A Boy Survivor

I’ve been reading Richard Ford’s novel Canada, told from the perspective of a 15-year-old boy whose parents—unexpectedly, disastrously—rob a bank in 1960 in North Dakota. Damn, this is some fine writing.

One paragraph in particular encapsulates what separates human beings who recover from trauma and those who do not. It is almost a trick of the imagination, a kind of elegant delusion that changes everything. The boy and his sister have just visited their parents in jail, for what would be the first and last time. They are alone and abandoned in the world, and yet the boy makes a decision, as they stand on a bridge, staring out at the Missouri River:

“I wondered, for just that moment, if we were like that: small, fixed figures being ordered around by forces greater than ourselves. I decided we weren’t.
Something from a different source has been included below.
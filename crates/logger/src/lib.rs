//! Shared tracing setup for regionpulse binaries.

mod subscriber;

pub use subscriber::{LogFormat, ParseLogFormatError, init, try_init};
pub use tracing::level_filters::LevelFilter;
Whether we liked it or even knew it, we were accountable only to ourselves now, not to some greater design….And by then I was well on my way to knowing how to subordinate one thing to another—a lesson the game of chess teaches you, and does so almost immediately. The events that made all the difference to our parents’ lives were becoming secondary to the events carrying me onward from that August day….I believe that’s ... why I felt freed…why my heart was beating hard with exhilaration.”

It’s been a long time since I’ve seen a grown-up author occupy the voice of a teenagerso completely. That is hard to do. I keep having to remind myself that this experience did not actually happen to Richard Ford. It is fiction, which makes it brilliant.